» **Exercise goal**
Look through the listing for the word "tracing". Copy each line that has it.
= Beginning of Section =
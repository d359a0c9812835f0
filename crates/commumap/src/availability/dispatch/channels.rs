use std::sync::atomic::{AtomicU64, Ordering};
use std::sync::{Arc, Mutex};
use std::time::Duration;

use async_trait::async_trait;
use chrono::{DateTime, Utc};
use serde::{Deserialize, Serialize};
use tokio::sync::mpsc;
use tokio::sync::mpsc::error::TrySendError;
use tokio::task::JoinHandle;

use super::{Observer, ObserverError};
use crate::availability::domain::ServiceId;
use crate::availability::events::{ChangeEvent, ChangeType};
use crate::config::DispatchConfig;

#[derive(Debug, Clone, Copy, PartialEq, Eq, Hash, Serialize, Deserialize)]
#[serde(rename_all = "snake_case")]
pub enum Channel {
    Email,
    Sms,
    Push,
}

impl Channel {
    pub const fn label(self) -> &'static str {
        match self {
            Self::Email => "email",
            Self::Sms => "sms",
            Self::Push => "push",
        }
    }
}

/// Outbound transport for one channel kind.
#[async_trait]
pub trait ChannelSender: Send + Sync {
    async fn send(
        &self,
        channel: Channel,
        recipient: &str,
        payload: &str,
    ) -> Result<(), ChannelSendError>;
}

#[derive(Debug, Clone, PartialEq, Eq, thiserror::Error)]
pub enum ChannelSendError {
    /// Worth retrying (timeouts, throttling).
    #[error("transient send failure: {0}")]
    Transient(String),
    /// The provider refused the message; retrying will not help.
    #[error("recipient rejected: {0}")]
    Rejected(String),
}

/// Subscribes one recipient on one channel. An empty `change_types` matches every change.
#[derive(Debug, Clone, PartialEq, Eq, Serialize, Deserialize)]
pub struct ChannelRoute {
    pub channel: Channel,
    pub recipient: String,
    #[serde(default)]
    pub change_types: Vec<ChangeType>,
}

impl ChannelRoute {
    pub fn matches(&self, change_type: ChangeType) -> bool {
        self.change_types.is_empty() || self.change_types.contains(&change_type)
    }
}

/// Queued unit of work for the channel worker.
#[derive(Debug, Clone, PartialEq, Eq, Serialize)]
pub struct ChannelDelivery {
    pub channel: Channel,
    pub recipient: String,
    pub event_id: String,
    pub service_id: ServiceId,
    pub payload: String,
}

#[derive(Debug, Clone, Copy, PartialEq, Eq)]
pub struct RetryPolicy {
    pub max_attempts: u32,
    pub initial_backoff: Duration,
}

impl RetryPolicy {
    /// Delay after the given failed attempt (1-based), doubling each time.
    pub fn backoff_after(&self, attempt: u32) -> Duration {
        let exponent = attempt.saturating_sub(1).min(16);
        self.initial_backoff.saturating_mul(1u32 << exponent)
    }
}

impl Default for RetryPolicy {
    fn default() -> Self {
        Self::from(DispatchConfig::default())
    }
}

impl From<DispatchConfig> for RetryPolicy {
    fn from(config: DispatchConfig) -> Self {
        Self {
            max_attempts: config.channel_max_attempts.max(1),
            initial_backoff: config.channel_backoff,
        }
    }
}

#[derive(Debug, Clone, PartialEq, Eq, Serialize)]
pub struct DeliveryFailure {
    pub delivery: ChannelDelivery,
    pub attempts: u32,
    pub error: String,
    pub failed_at: DateTime<Utc>,
}

/// Final delivery outcomes, readable by an operator dashboard.
#[derive(Debug, Default)]
pub struct DeliveryLedger {
    failures: Mutex<Vec<DeliveryFailure>>,
    delivered: AtomicU64,
}

impl DeliveryLedger {
    pub fn failures(&self) -> Vec<DeliveryFailure> {
        match self.failures.lock() {
            Ok(guard) => guard.clone(),
            Err(poisoned) => poisoned.into_inner().clone(),
        }
    }

    pub fn delivered(&self) -> u64 {
        self.delivered.load(Ordering::Relaxed)
    }

    fn record_delivered(&self) {
        self.delivered.fetch_add(1, Ordering::Relaxed);
    }

    fn record_failure(&self, failure: DeliveryFailure) {
        match self.failures.lock() {
            Ok(mut guard) => guard.push(failure),
            Err(poisoned) => poisoned.into_inner().push(failure),
        }
    }
}

/// Enqueues a delivery per matching route; never sends inline.
///
/// Deliveries that do not fit in the queue are recorded in the ledger with zero attempts.
pub struct ChannelObserver {
    routes: Vec<ChannelRoute>,
    queue: mpsc::Sender<ChannelDelivery>,
    ledger: Arc<DeliveryLedger>,
}

impl ChannelObserver {
    pub fn new(
        routes: Vec<ChannelRoute>,
        depth: usize,
        ledger: Arc<DeliveryLedger>,
    ) -> (Self, mpsc::Receiver<ChannelDelivery>) {
        let (queue, receiver) = mpsc::channel(depth.max(1));
        (
            Self {
                routes,
                queue,
                ledger,
            },
            receiver,
        )
    }
}

impl Observer for ChannelObserver {
    fn name(&self) -> &str {
        "channels"
    }

    fn handle(&self, event: &ChangeEvent) -> Result<(), ObserverError> {
        let matching: Vec<&ChannelRoute> = self
            .routes
            .iter()
            .filter(|route| route.matches(event.change_type))
            .collect();
        if matching.is_empty() {
            return Ok(());
        }

        let payload =
            serde_json::to_string(event).map_err(|err| ObserverError::Other(err.to_string()))?;

        let total = matching.len();
        let mut dropped = 0usize;
        let mut last_reason = "";
        for route in matching {
            let delivery = ChannelDelivery {
                channel: route.channel,
                recipient: route.recipient.clone(),
                event_id: event.event_id.clone(),
                service_id: event.service_id.clone(),
                payload: payload.clone(),
            };
            let (delivery, reason) = match self.queue.try_send(delivery) {
                Ok(()) => continue,
                Err(TrySendError::Full(delivery)) => (delivery, "queue full"),
                Err(TrySendError::Closed(delivery)) => (delivery, "worker stopped"),
            };
            tracing::error!(
                channel = delivery.channel.label(),
                recipient = %delivery.recipient,
                service_id = %delivery.service_id,
                reason,
                "channel delivery dropped"
            );
            self.ledger.record_failure(DeliveryFailure {
                delivery,
                attempts: 0,
                error: reason.to_string(),
                failed_at: Utc::now(),
            });
            dropped += 1;
            last_reason = reason;
        }

        if dropped > 0 {
            return Err(ObserverError::Queue(format!(
                "{dropped} of {total} deliveries dropped ({last_reason})"
            )));
        }
        Ok(())
    }
}

/// Drains the delivery queue and sends with bounded retry.
pub struct ChannelWorker<S> {
    receiver: mpsc::Receiver<ChannelDelivery>,
    sender: Arc<S>,
    policy: RetryPolicy,
    ledger: Arc<DeliveryLedger>,
}

impl<S> ChannelWorker<S>
where
    S: ChannelSender + 'static,
{
    pub fn new(
        receiver: mpsc::Receiver<ChannelDelivery>,
        sender: Arc<S>,
        policy: RetryPolicy,
        ledger: Arc<DeliveryLedger>,
    ) -> Self {
        Self {
            receiver,
            sender,
            policy,
            ledger,
        }
    }

    pub fn spawn(self) -> JoinHandle<()> {
        tokio::spawn(self.run())
    }

    /// Runs until every `ChannelObserver` holding the queue is dropped.
    pub async fn run(mut self) {
        while let Some(delivery) = self.receiver.recv().await {
            self.deliver(delivery).await;
        }
        tracing::debug!("channel queue closed, worker exiting");
    }

    async fn deliver(&self, delivery: ChannelDelivery) {
        let mut attempt = 0u32;
        loop {
            attempt += 1;
            let result = self
                .sender
                .send(delivery.channel, &delivery.recipient, &delivery.payload)
                .await;

            let error = match result {
                Ok(()) => {
                    tracing::debug!(
                        channel = delivery.channel.label(),
                        service_id = %delivery.service_id,
                        attempt,
                        "channel delivery sent"
                    );
                    self.ledger.record_delivered();
                    return;
                }
                Err(error) => error,
            };

            let retryable = matches!(error, ChannelSendError::Transient(_));
            if retryable && attempt < self.policy.max_attempts {
                let delay = self.policy.backoff_after(attempt);
                tracing::warn!(
                    channel = delivery.channel.label(),
                    service_id = %delivery.service_id,
                    attempt,
                    delay_ms = delay.as_millis() as u64,
                    error = %error,
                    "channel delivery failed, retrying"
                );
                tokio::time::sleep(delay).await;
                continue;
            }

            tracing::error!(
                channel = delivery.channel.label(),
                recipient = %delivery.recipient,
                service_id = %delivery.service_id,
                attempt,
                error = %error,
                "channel delivery abandoned"
            );
            self.ledger.record_failure(DeliveryFailure {
                delivery,
                attempts: attempt,
                error: error.to_string(),
                failed_at: Utc::now(),
            });
            return;
        }
    }
}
= End of Section =
» **Response**
            tracing::error!(
        tracing::debug!("channel queue closed, worker exiting");
                    tracing::debug!(
                tracing::warn!(
            tracing::error!(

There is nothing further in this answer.